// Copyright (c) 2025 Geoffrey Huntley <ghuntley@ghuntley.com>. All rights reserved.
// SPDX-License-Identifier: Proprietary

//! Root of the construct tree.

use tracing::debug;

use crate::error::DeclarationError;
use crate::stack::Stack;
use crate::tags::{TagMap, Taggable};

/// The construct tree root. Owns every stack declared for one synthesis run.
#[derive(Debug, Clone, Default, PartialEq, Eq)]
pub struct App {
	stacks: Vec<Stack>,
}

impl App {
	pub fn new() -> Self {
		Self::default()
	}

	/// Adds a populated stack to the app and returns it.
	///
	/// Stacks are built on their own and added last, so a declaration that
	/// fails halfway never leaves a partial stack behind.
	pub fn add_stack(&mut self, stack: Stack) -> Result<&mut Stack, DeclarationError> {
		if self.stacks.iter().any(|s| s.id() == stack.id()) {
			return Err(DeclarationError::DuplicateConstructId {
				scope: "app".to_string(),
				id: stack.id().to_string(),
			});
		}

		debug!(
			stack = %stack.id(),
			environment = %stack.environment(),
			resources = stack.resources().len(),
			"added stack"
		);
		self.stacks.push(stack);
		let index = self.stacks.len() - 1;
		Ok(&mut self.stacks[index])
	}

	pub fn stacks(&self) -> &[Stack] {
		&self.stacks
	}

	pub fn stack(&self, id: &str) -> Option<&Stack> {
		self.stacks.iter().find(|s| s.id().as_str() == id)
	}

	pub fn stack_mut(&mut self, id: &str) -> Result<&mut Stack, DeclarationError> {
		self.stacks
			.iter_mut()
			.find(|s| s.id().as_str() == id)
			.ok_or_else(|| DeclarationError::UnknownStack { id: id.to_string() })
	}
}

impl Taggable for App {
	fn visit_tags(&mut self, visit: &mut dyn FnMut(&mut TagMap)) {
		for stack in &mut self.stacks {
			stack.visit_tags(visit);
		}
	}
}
#####
The task -> Exact duplication of all the data above is expected.

Answer ->
// Copyright (c) 2025 Geoffrey Huntley <ghuntley@ghuntley.com>. All rights reserved.
// SPDX-License-Identifier: Proprietary

//! Root of the construct tree.

use tracing::debug;

use crate::error::DeclarationError;
use crate::stack::Stack;
use crate::tags::{TagMap, Taggable};

/// The construct tree root. Owns every stack declared for one synthesis run.
#[derive(Debug, Clone, Default, PartialEq, Eq)]
pub struct App {
	stacks: Vec<Stack>,
}

impl App {
	pub fn new() -> Self {
		Self::default()
	}

	/// Adds a populated stack to the app and returns it.
	///
	/// Stacks are built on their own and added last, so a declaration that
	/// fails halfway never leaves a partial stack behind.
	pub fn add_stack(&mut self, stack: Stack) -> Result<&mut Stack, DeclarationError> {
		if self.stacks.iter().any(|s| s.id() == stack.id()) {
			return Err(DeclarationError::DuplicateConstructId {
				scope: "app".to_string(),
				id: stack.id().to_string(),
			});
		}

		debug!(
			stack = %stack.id(),
			environment = %stack.environment(),
			resources = stack.resources().len(),
			"added stack"
		);
		self.stacks.push(stack);
		let index = self.stacks.len() - 1;
		Ok(&mut self.stacks[index])
	}

	pub fn stacks(&self) -> &[Stack] {
		&self.stacks
	}

	pub fn stack(&self, id: &str) -> Option<&Stack> {
		self.stacks.iter().find(|s| s.id().as_str() == id)
	}

	pub fn stack_mut(&mut self, id: &str) -> Result<&mut Stack, DeclarationError> {
		self.stacks
			.iter_mut()
			.find(|s| s.id().as_str() == id)
			.ok_or_else(|| DeclarationError::UnknownStack { id: id.to_string() })
	}
}

impl Taggable for App {
	fn visit_tags(&mut self, visit: &mut dyn FnMut(&mut TagMap)) {
		for stack in &mut self.stacks {
			stack.visit_tags(visit);
		}
	}
}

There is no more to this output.